* _How to complete this task_
Restate the last part of the records below word for word, beginning at the line with "pub fn is_retryable(&self)" and ending at the final line.

* _Provided entries_
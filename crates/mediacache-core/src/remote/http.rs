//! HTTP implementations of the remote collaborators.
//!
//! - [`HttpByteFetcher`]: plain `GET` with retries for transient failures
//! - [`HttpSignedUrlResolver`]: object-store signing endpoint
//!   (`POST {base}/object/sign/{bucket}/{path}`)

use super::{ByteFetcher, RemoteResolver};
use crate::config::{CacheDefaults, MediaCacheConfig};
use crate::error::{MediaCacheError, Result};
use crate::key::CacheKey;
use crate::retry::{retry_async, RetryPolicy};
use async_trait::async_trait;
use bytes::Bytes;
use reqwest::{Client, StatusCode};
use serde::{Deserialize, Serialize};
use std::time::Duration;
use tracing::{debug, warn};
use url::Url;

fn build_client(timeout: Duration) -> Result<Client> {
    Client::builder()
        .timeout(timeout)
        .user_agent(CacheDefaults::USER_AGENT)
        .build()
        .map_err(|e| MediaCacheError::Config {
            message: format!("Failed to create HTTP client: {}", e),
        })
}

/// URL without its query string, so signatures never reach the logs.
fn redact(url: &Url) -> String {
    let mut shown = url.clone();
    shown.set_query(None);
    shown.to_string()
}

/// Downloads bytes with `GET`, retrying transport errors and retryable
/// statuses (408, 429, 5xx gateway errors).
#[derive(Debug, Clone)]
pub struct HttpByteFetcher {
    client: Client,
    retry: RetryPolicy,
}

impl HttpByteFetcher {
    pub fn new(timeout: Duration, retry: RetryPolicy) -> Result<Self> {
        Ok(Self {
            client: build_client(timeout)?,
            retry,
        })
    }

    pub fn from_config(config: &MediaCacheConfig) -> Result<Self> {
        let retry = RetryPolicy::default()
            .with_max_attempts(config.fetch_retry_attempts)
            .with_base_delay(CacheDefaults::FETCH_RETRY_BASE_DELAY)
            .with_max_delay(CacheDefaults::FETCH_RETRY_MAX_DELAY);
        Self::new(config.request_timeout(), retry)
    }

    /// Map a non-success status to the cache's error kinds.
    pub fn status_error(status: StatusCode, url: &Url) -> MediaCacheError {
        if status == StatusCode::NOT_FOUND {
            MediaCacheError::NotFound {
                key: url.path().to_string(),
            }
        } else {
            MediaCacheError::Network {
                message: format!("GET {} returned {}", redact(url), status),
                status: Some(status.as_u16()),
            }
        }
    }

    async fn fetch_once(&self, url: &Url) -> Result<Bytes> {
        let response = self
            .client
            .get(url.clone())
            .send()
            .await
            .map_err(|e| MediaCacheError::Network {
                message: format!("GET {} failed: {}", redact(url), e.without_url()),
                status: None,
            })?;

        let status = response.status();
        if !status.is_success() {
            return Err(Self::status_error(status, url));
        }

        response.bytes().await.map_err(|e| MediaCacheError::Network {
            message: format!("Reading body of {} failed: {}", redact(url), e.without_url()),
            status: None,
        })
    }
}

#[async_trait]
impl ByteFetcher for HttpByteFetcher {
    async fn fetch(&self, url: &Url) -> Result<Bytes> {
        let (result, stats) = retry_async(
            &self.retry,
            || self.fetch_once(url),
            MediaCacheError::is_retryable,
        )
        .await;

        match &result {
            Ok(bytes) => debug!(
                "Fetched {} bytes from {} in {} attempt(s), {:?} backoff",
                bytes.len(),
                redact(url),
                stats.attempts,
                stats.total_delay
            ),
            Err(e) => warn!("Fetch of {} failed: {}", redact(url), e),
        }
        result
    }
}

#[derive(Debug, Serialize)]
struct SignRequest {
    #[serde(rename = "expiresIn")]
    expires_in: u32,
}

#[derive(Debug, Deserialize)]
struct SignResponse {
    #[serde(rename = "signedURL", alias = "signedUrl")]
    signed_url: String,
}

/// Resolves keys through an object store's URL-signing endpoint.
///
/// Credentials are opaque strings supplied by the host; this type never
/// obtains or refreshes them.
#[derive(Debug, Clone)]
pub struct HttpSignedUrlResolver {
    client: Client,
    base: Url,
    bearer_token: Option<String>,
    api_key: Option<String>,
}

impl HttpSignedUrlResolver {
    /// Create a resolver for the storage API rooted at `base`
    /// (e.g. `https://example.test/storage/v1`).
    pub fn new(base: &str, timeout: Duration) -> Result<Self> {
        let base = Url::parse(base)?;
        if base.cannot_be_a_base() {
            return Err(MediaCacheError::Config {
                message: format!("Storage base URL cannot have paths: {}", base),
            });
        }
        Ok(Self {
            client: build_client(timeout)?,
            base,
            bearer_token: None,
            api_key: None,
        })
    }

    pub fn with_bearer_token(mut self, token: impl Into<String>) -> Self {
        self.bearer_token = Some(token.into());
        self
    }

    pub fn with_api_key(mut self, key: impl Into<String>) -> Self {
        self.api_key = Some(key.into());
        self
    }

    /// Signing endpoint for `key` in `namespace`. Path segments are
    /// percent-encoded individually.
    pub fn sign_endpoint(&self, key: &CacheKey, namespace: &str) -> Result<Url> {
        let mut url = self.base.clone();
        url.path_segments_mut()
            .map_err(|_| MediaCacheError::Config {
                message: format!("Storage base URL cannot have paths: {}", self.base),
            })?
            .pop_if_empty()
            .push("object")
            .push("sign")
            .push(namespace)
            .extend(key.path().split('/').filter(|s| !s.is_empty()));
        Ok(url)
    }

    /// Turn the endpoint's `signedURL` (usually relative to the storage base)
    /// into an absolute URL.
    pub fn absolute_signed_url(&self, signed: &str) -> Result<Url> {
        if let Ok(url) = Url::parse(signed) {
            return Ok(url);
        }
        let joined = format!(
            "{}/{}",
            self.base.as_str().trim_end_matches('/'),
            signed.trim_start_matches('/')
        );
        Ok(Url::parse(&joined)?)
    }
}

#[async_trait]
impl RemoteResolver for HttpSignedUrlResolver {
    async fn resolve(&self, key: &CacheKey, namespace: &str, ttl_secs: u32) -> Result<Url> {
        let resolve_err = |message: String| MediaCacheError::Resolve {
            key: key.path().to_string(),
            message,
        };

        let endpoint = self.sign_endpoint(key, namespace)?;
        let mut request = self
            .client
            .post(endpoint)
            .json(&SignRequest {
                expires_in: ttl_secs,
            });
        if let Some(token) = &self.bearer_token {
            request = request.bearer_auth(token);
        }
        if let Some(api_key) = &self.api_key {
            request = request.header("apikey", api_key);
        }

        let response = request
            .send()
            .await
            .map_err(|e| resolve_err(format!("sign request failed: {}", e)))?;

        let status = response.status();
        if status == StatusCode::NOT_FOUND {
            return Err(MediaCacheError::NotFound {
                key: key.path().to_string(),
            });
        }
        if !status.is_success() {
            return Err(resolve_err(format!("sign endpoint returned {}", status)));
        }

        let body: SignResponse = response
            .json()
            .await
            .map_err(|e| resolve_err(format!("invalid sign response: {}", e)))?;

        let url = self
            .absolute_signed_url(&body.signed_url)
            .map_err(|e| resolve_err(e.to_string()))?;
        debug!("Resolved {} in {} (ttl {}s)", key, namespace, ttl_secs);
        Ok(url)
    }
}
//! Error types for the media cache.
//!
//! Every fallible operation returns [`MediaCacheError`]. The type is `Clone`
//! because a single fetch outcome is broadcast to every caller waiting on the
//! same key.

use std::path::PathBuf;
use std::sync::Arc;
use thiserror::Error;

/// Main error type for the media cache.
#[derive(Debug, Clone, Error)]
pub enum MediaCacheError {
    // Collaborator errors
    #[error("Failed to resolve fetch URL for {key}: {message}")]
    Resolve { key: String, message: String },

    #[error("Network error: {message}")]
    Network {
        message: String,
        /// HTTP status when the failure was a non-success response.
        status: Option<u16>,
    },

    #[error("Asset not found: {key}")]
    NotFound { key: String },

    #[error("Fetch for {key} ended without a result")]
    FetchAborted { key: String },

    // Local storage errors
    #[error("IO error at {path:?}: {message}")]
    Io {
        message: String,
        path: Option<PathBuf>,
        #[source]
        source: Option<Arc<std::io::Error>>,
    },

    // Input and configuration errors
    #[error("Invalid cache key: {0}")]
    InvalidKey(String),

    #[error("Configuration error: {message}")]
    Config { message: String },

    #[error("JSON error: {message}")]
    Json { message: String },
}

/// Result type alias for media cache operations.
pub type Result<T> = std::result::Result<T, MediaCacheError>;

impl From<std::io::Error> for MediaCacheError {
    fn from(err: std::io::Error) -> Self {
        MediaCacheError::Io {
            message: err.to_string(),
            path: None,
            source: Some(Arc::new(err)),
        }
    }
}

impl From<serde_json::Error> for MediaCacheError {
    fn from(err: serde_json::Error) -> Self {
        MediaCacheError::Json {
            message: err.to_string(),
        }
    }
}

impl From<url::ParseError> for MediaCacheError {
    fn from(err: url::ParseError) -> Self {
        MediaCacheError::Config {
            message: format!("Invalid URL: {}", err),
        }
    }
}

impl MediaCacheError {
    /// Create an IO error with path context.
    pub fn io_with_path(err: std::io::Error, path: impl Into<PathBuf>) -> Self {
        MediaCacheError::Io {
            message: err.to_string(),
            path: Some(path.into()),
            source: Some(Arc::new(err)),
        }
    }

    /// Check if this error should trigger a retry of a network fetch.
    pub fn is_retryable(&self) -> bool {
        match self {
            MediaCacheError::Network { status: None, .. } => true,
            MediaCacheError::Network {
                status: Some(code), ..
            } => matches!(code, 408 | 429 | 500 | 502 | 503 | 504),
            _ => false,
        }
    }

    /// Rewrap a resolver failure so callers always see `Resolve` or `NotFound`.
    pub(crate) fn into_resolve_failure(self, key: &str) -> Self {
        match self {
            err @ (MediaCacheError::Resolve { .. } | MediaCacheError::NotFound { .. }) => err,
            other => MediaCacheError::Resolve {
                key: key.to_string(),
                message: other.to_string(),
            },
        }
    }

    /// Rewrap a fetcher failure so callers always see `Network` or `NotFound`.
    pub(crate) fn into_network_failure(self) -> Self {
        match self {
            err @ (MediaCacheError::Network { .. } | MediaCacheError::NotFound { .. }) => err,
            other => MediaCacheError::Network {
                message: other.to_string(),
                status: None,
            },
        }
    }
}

* _Exercise result_
    pub fn is_retryable(&self) -> bool {
        match self {
            MediaCacheError::Network { status: None, .. } => true,
            MediaCacheError::Network {
                status: Some(code), ..
            } => matches!(code, 408 | 429 | 500 | 502 | 503 | 504),
            _ => false,
        }
    }

    /// Rewrap a resolver failure so callers always see `Resolve` or `NotFound`.
    pub(crate) fn into_resolve_failure(self, key: &str) -> Self {
        match self {
            err @ (MediaCacheError::Resolve { .. } | MediaCacheError::NotFound { .. }) => err,
            other => MediaCacheError::Resolve {
                key: key.to_string(),
                message: other.to_string(),
            },
        }
    }

    /// Rewrap a fetcher failure so callers always see `Network` or `NotFound`.
    pub(crate) fn into_network_failure(self) -> Self {
        match self {
            err @ (MediaCacheError::Network { .. } | MediaCacheError::NotFound { .. }) => err,
            other => MediaCacheError::Network {
                message: other.to_string(),
                status: None,
            },
        }
    }
}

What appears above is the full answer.